1) An ancient Roman-dinosaur-monster-bones thread! Yes you read that right - did you know the Romans were keen fossil hunters, fascinated by the bones of ancient "monsters". Augustus liked to decorate his holiday-villa "not so much with statues and pictures but with..."
2) "...the bones of monstrous beasts, famed for their antiquity and rarity. He called them the bones of the giants". Later, during the reign of Tiberius an earthquake opened gaps in the earth, exposing fossil remains. The people were too frightened to move the bones but they...
3) ..sent a single tooth to Tiberius in Rome as an example, more than a Roman foot in length! The messengers showed Tiberius the amazing tooth and "asked if he wanted the whole epic skeleton brought to Rome." Tiberius was curious but did not want to rob the bodies of the dead...

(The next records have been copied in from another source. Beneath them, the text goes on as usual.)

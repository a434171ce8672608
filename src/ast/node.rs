//! Concrete node kinds the parser emits (spec §3.3 table).

use bitflags::bitflags;
use smallvec::SmallVec;

use super::NodeId;
use crate::config::Configuration;

bitflags! {
    /// Auto-class/auto-id bookkeeping for an [`Element`](NodeKind::Element),
    /// set by the selector automation engine (spec §4.7).
    #[derive(Debug, Clone, Copy, PartialEq, Eq)]
    pub struct ElementFlags: u8 {
        const AUTO_CLASS = 0b0001;
        const AUTO_ID    = 0b0010;
    }
}

/// Which of the three template/custom varieties a declaration is.
#[derive(Debug, Clone, Copy, PartialEq, Eq)]
pub enum Variety {
    Style,
    Element,
    Var,
}

impl Variety {
    pub fn at_type(self) -> &'static str {
        match self {
            Variety::Style => "Style",
            Variety::Element => "Element",
            Variety::Var => "Var",
        }
    }
}

#[derive(Debug, Clone, Copy, PartialEq, Eq)]
pub enum TextType {
    Quoted,
    Unquoted,
    /// A bare `text { ... }` literal block.
    Inline,
    Block,
}

#[derive(Debug, Clone, PartialEq, Eq)]
pub enum OriginTypeTag {
    Html,
    Style,
    JavaScript,
    Custom(String),
}

#[derive(Debug, Clone, PartialEq, Eq)]
pub enum ImportKind {
    Html,
    Style,
    JavaScript,
    Chtl,
    CJmod,
    Config,
    /// `[Origin] @Name` or `[Template]`/`[Custom]` import targets.
    Origin(String),
    Template(Option<Variety>),
    Custom(Option<Variety>),
}

#[derive(Debug, Clone, Copy, PartialEq, Eq)]
pub enum InsertPosition {
    After,
    Before,
    Replace,
    AtTop,
    AtBottom,
}

/// `tag[N]` — a possibly-indexed reference to a sibling element.
#[derive(Debug, Clone, PartialEq, Eq)]
pub struct TargetSelector {
    pub tag: String,
    pub index: Option<usize>,
}

#[derive(Debug, Clone, PartialEq, Eq)]
pub enum DeleteTarget {
    /// Bare CSS property names inside a style context.
    Properties(Vec<String>),
    /// `delete @Type Name;` — remove one inheritance path.
    Inheritance { type_tag: String, name: String },
    /// `delete tag[N];` — remove the N-th occurrence of `tag` among children.
    Element { tag: String, index: Option<usize> },
    /// `delete [Template] @Type Name;` / `delete [Custom] @Type Name;`
    QualifiedTemplate { is_custom: bool, type_tag: String, name: String },
}

#[derive(Debug, Clone, PartialEq, Eq)]
pub enum UseKind {
    Html5,
    Config(String),
}

/// One `inherit @Type Name;` statement inside a Template/Custom body.
#[derive(Debug, Clone, PartialEq, Eq)]
pub struct ParentRef {
    pub type_tag: String,
    pub name: String,
}

/// A single `except` target (spec §4.8 Constraint Engine).
#[derive(Debug, Clone, PartialEq, Eq)]
pub enum ExceptTarget {
    ElementName(String),
    Type(String),
    Symbol { type_tag: String, name: String },
    Global,
}

#[derive(Debug, Clone)]
pub enum NodeKind {
    /// The whole-file node; its children are the top-level declarations.
    Root,

    Element {
        tag: String,
        classes: indexmap::IndexSet<String>,
        id: Option<String>,
        style_children: SmallVec<[NodeId; 2]>,
        script_children: SmallVec<[NodeId; 2]>,
        text_children: SmallVec<[NodeId; 2]>,
        flags: ElementFlags,
        is_auto_tag: bool,
    },

    Text {
        text_type: TextType,
        preserve_whitespace: bool,
    },

    Style {
        /// Structured child rules (selector blocks) live in `Node::children`;
        /// `raw` retains the literal source text for diagnostics/pass-through.
        raw: String,
    },

    /// One structured rule inside a `style { ... }` block, e.g. `.box { ... }`
    /// or `&:hover { ... }`. Declared properties are literal `attributes`
    /// entries on this node (property name -> value); `name` carries the
    /// selector text as written, before automation rewrites it.
    StyleRule {
        selector: String,
    },

    Script {
        raw: String,
    },

    TemplateDecl {
        is_custom: bool,
        variety: Variety,
        parents: Vec<ParentRef>,
        /// Specialization statements (Delete/Insert/IndexAccess nodes) and,
        /// for Var groups, literal key/value pairs captured in `attributes`.
        specializations: Vec<NodeId>,
    },

    Origin {
        type_tag: OriginTypeTag,
        alias: Option<String>,
    },

    Import {
        kind: ImportKind,
        raw_path: String,
        resolved_path: Option<String>,
        alias: Option<String>,
        excludes: Vec<String>,
        is_wildcard: bool,
        is_recursive_wildcard: bool,
    },

    ConfigurationDecl {
        config: Box<Configuration>,
    },

    Namespace {
        path: String,
        merge: bool,
    },

    Delete {
        target: DeleteTarget,
    },

    Insert {
        position: InsertPosition,
        target: Option<TargetSelector>,
        /// Owned payload: the body's parsed children.
        payload: Vec<NodeId>,
    },

    IndexAccess {
        tag: String,
        index: usize,
        payload: Vec<NodeId>,
    },

    NoValueStyle {
        properties: Vec<String>,
    },

    Inherit(ParentRef),

    Use {
        kind: UseKind,
    },

    Except {
        targets: Vec<ExceptTarget>,
    },

    /// A generator comment (`-- ...`): the only comment flavor that survives
    /// into the resolved tree (spec §4.1, Design Notes).
    GeneratorComment,
}

impl NodeKind {
    pub fn label(&self) -> &'static str {
        match self {
            NodeKind::Root => "Root",
            NodeKind::Element { .. } => "Element",
            NodeKind::Text { .. } => "Text",
            NodeKind::Style { .. } => "Style",
            NodeKind::StyleRule { .. } => "StyleRule",
            NodeKind::Script { .. } => "Script",
            NodeKind::TemplateDecl { is_custom: true, .. } => "Custom",
            NodeKind::TemplateDecl { is_custom: false, .. } => "Template",
            NodeKind::Origin { .. } => "Origin",
            NodeKind::Import { .. } => "Import",
            NodeKind::ConfigurationDecl { .. } => "Configuration",
            NodeKind::Namespace { .. } => "Namespace",
            NodeKind::Delete { .. } => "Delete",
            NodeKind::Insert { .. } => "Insert",
            NodeKind::IndexAccess { .. } => "IndexAccess",
            NodeKind::NoValueStyle { .. } => "NoValueStyle",
            NodeKind::Inherit(_) => "Inherit",
            NodeKind::Use { .. } => "Use",
            NodeKind::Except { .. } => "Except",
            NodeKind::GeneratorComment => "GeneratorComment",
        }
    }
}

4) Instead he tasked Pulcher, a famous geometrician, with reconstructing the ancient creature. Pulcher worked out the proportions of the monster's whole head and body using just the tooth, made up a replica and eagerly brought it to Tiberius...
5) When he saw the reconstruction of the monster, Tiberius said he was "quite satisfied" and ordered the tooth be taken back to where it was found. We can only imagine the tooth and model that Pulcher created for the Emperor, but it is possible that...
6) ..many such amazing tales had roots in the discovery not of dinosaur, but of mammoth bones, which can be found throughout Europe and North Africa. Some even theorise that myths of the cyclops may derive from mammoth skulls, with their distinctive "one-eyed" skull cavity...
7) Pliny says that in 58 BC, the aedile Marcus Scaurus exhibited in Rome the bones of a giant beast (belua) found at Joppa (modern Jaffa, Israel); forty feet long, with ribs longer than those of an African elephant; perhaps an ancient whale that once inhabited the Mediterranean..
8) The early Christian writer, St. Jerome recounts that the Emperor Constantine made a special trip from Constantinople (modern Istanbul) to Antioch, across the entirety of modern Turkey, to view the ancient bones of a "satyr" that had been discovered in a salt-mine!
9) This Greek vase depicts the Monster of Troy, but rendered as a fossil skull of a prehistoric animal - perhaps a samotherium. The vase is used on the cover of "The First Fossil Hunters" by Adrienne Mayor - good wider reading for anyone interested in ancient paleontology. (END)
For Augustus’ fossil collection see Suetonius, 72. The story of Tiberius’ monster tooth from Phlegon’s ‘Book of Marvels’. For Scaurus’ monster exhibition see Pliny, Natural History, IX.